[EXERCISE]
Each line with the word "String" must appear in the answer, copied from the records.

----------------------------------------

use sea_orm::entity::prelude::*;
use serde::{Deserialize, Serialize};

/// Teaching profile attached to a user account
#[derive(Clone, Debug, PartialEq, DeriveEntityModel, Serialize, Deserialize)]
#[sea_orm(table_name = "faculties")]
#[serde(rename_all = "camelCase")]
pub struct Model {
    #[sea_orm(primary_key, auto_increment = false)]
    pub id: Uuid,
    #[sea_orm(unique)]
    pub user_id: Uuid,
    pub department_id: Uuid,
    pub name: String,
    pub designation: Option<String>,
    pub is_active: bool,
    pub created_at: DateTimeUtc,
}

#[derive(Copy, Clone, Debug, EnumIter, DeriveRelation)]
pub enum Relation {
    #[sea_orm(
        belongs_to = "super::user::Entity",
        from = "Column::UserId",
        to = "super::user::Column::Id"
    )]
    User,
    #[sea_orm(
        belongs_to = "super::department::Entity",
        from = "Column::DepartmentId",
        to = "super::department::Column::Id"
    )]
    Department,
    #[sea_orm(has_many = "super::course_faculty::Entity")]
    CourseFaculties,
}

impl Related<super::user::Entity> for Entity {
    fn to() -> RelationDef {
        Relation::User.def()
    }
}

impl Related<super::department::Entity> for Entity {
    fn to() -> RelationDef {
        Relation::Department.def()
    }
}

impl Related<super::course_faculty::Entity> for Entity {
    fn to() -> RelationDef {
        Relation::CourseFaculties.def()
    }
}

impl ActiveModelBehavior for ActiveModel {}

----------------------------------------

[REPLY TO THE EXERCISE]
    pub name: String,
    pub designation: Option<String>,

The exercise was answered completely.